====== The records ======
//! Storefront settings, read once at startup from the environment.
//!
//! | Variable | Default |
//! |---|---|
//! | `STOREFRONT_DATABASE_URL` (or `DATABASE_URL`) | required |
//! | `STOREFRONT_BASE_URL` | required |
//! | `STOREFRONT_SESSION_SECRET` | required, 32+ random chars; signs the session cookie |
//! | `STOREFRONT_HOST` / `STOREFRONT_PORT` | `0.0.0.0` / `3000` |
//! | `STORE_NAME` | `Shivpuriya Patra Bhandar` |
//! | `PAYMENT_MODE` | `manual` (or `razorpay`) |
//! | `RAZORPAY_KEY_ID` / `RAZORPAY_KEY_SECRET` | required for `razorpay` |
//! | `OTP_TTL_MINUTES` | `10` |
//! | `OTP_EXPOSE_CODE` | `false`; echoes codes back, development only |
//! | `SMS_PROVIDER_URL`, `SMS_ACCOUNT_SID`, `SMS_AUTH_TOKEN`, `SMS_FROM` | unset logs codes instead of texting |
//! | `SENTRY_DSN` / `SENTRY_ENVIRONMENT` | unset |

use std::net::{IpAddr, SocketAddr};

use patra_core::PaymentMethod;
use patra_core::env::{self, ConfigError};
use secrecy::SecretString;

const DEFAULT_STORE_NAME: &str = "Shivpuriya Patra Bhandar";
const RAZORPAY_API: &str = "https://api.razorpay.com/v1";

#[derive(Debug, Clone)]
pub struct StorefrontConfig {
    pub database_url: SecretString,
    pub host: IpAddr,
    pub port: u16,
    pub base_url: String,
    pub session_secret: SecretString,
    /// Merchant name shown in the payment widget.
    pub store_name: String,
    pub payment: PaymentConfig,
    pub otp: OtpConfig,
    pub sentry_dsn: Option<String>,
    pub sentry_environment: Option<String>,
}

/// How shoppers pay.
#[derive(Debug, Clone)]
pub enum PaymentConfig {
    /// Orders are confirmed at once and settled offline.
    Manual,
    /// Razorpay hosted checkout.
    Razorpay(RazorpayConfig),
}

impl PaymentConfig {
    /// Method stamped on new orders.
    #[must_use]
    pub const fn method(&self) -> PaymentMethod {
        match self {
            Self::Manual => PaymentMethod::Manual,
            Self::Razorpay(_) => PaymentMethod::Razorpay,
        }
    }

    fn from_env() -> Result<Self, ConfigError> {
        match env::or_default("PAYMENT_MODE", "manual").as_str() {
            "manual" => Ok(Self::Manual),
            "razorpay" => Ok(Self::Razorpay(RazorpayConfig {
                key_id: env::required("RAZORPAY_KEY_ID")?,
                key_secret: env::secret("RAZORPAY_KEY_SECRET")?,
                api_base: env::or_default("RAZORPAY_API_BASE", RAZORPAY_API),
            })),
            other => Err(ConfigError::invalid(
                "PAYMENT_MODE",
                format!("expected 'manual' or 'razorpay', got '{other}'"),
            )),
        }
    }
}

/// The key id is public: the checkout widget receives it too.
#[derive(Clone)]
pub struct RazorpayConfig {
    pub key_id: String,
    /// Basic-auth password for the API and HMAC key for payment signatures.
    pub key_secret: SecretString,
    pub api_base: String,
}

impl std::fmt::Debug for RazorpayConfig {
    fn fmt(&self, f: &mut std::fmt::Formatter<'_>) -> std::fmt::Result {
        f.debug_struct("RazorpayConfig")
            .field("key_id", &self.key_id)
            .field("key_secret", &"[REDACTED]")
            .field("api_base", &self.api_base)
            .finish()
    }
}

#[derive(Debug, Clone)]
pub struct OtpConfig {
    pub ttl_minutes: i64,
    /// Put the code in the send response. Never enable in production.
    pub expose_code: bool,
    pub sms: Option<SmsConfig>,
}

impl OtpConfig {
    fn from_env() -> Result<Self, ConfigError> {
        let ttl_minutes: i64 = env::parse_or("OTP_TTL_MINUTES", "10")?;
        if ttl_minutes < 1 {
            return Err(ConfigError::invalid("OTP_TTL_MINUTES", "must be at least 1"));
        }

        let sms = env::optional("SMS_PROVIDER_URL")
            .map(|provider_url| -> Result<SmsConfig, ConfigError> {
                Ok(SmsConfig {
                    provider_url,
                    account_sid: env::required("SMS_ACCOUNT_SID")?,
                    auth_token: env::secret("SMS_AUTH_TOKEN")?,
                    from: env::required("SMS_FROM")?,
                })
            })
            .transpose()?;

        Ok(Self {
            ttl_minutes,
            expose_code: env::parse_or("OTP_EXPOSE_CODE", "false")?,
            sms,
        })
    }
}

/// Twilio-style messages endpoint with basic auth.
#[derive(Clone)]
pub struct SmsConfig {
    pub provider_url: String,
    pub account_sid: String,
    pub auth_token: SecretString,
    /// Sender id or number.
    pub from: String,
}

impl std::fmt::Debug for SmsConfig {
    fn fmt(&self, f: &mut std::fmt::Formatter<'_>) -> std::fmt::Result {
        f.debug_struct("SmsConfig")
            .field("provider_url", &self.provider_url)
            .field("account_sid", &self.account_sid)
            .field("auth_token", &"[REDACTED]")
            .field("from", &self.from)
            .finish()
    }
}

impl StorefrontConfig {
    /// Read the environment, after loading `.env` if there is one.
    ///
    /// # Errors
    ///
    /// Returns `ConfigError` for a missing or unparsable variable, or for a
    /// secret that fails the strength checks in [`patra_core::env`].
    pub fn from_env() -> Result<Self, ConfigError> {
        // A missing .env is normal outside development.
        let _ = dotenvy::dotenv();

        Ok(Self {
            database_url: env::database_url("STOREFRONT_DATABASE_URL")?,
            host: env::parse_or("STOREFRONT_HOST", "0.0.0.0")?,
            port: env::parse_or("STOREFRONT_PORT", "3000")?,
            base_url: env::required("STOREFRONT_BASE_URL")?,
            session_secret: env::session_secret("STOREFRONT_SESSION_SECRET")?,
            store_name: env::or_default("STORE_NAME", DEFAULT_STORE_NAME),
            payment: PaymentConfig::from_env()?,
            otp: OtpConfig::from_env()?,
            sentry_dsn: env::optional("SENTRY_DSN"),
            sentry_environment: env::optional("SENTRY_ENVIRONMENT"),
        })
    }

    #[must_use]
    pub const fn socket_addr(&self) -> SocketAddr {
        SocketAddr::new(self.host, self.port)
    }
}

#[cfg(test)]
#[allow(clippy::unwrap_used)]
mod tests {
    use super::*;

    fn razorpay(secret: &str) -> RazorpayConfig {
        RazorpayConfig {
            key_id: "rzp_live_visible".to_owned(),
            key_secret: SecretString::from(secret.to_owned()),
            api_base: RAZORPAY_API.to_owned(),
        }
    }

    #[test]
    fn test_payment_method_follows_mode() {
        assert_eq!(PaymentConfig::Manual.method(), PaymentMethod::Manual);
        assert_eq!(
            PaymentConfig::Razorpay(razorpay("k")).method(),
            PaymentMethod::Razorpay
        );
    }

    #[test]
    fn test_debug_output_hides_credentials() {
        let rzp = format!("{:?}", razorpay("hidden_gateway_secret"));
        assert!(rzp.contains("rzp_live_visible"));
        assert!(!rzp.contains("hidden_gateway_secret"));

        let sms = format!(
            "{:?}",
            SmsConfig {
                provider_url: "https://sms.patra.test/Messages.json".to_owned(),
                account_sid: "AC123".to_owned(),
                auth_token: SecretString::from("sms_token_value"),
                from: "PATRA".to_owned(),
            }
        );
        assert!(sms.contains("AC123"));
        assert!(!sms.contains("sms_token_value"));
    }

    #[test]
    fn test_socket_addr() {
        let config = StorefrontConfig {
            database_url: SecretString::from("postgres://localhost/patra"),
            host: "127.0.0.1".parse().unwrap(),
            port: 3000,
            base_url: "http://localhost:3000".to_owned(),
            session_secret: SecretString::from("s".repeat(32)),
            store_name: DEFAULT_STORE_NAME.to_owned(),
            payment: PaymentConfig::Manual,
            otp: OtpConfig {
                ttl_minutes: 10,
                expose_code: false,
                sms: None,
            },
            sentry_dsn: None,
            sentry_environment: None,
        };

        assert_eq!(config.socket_addr().to_string(), "127.0.0.1:3000");
    }
}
======
Your objective:
Say how many lines of the entries above include the word "development", giving the number alone.

Output below:
2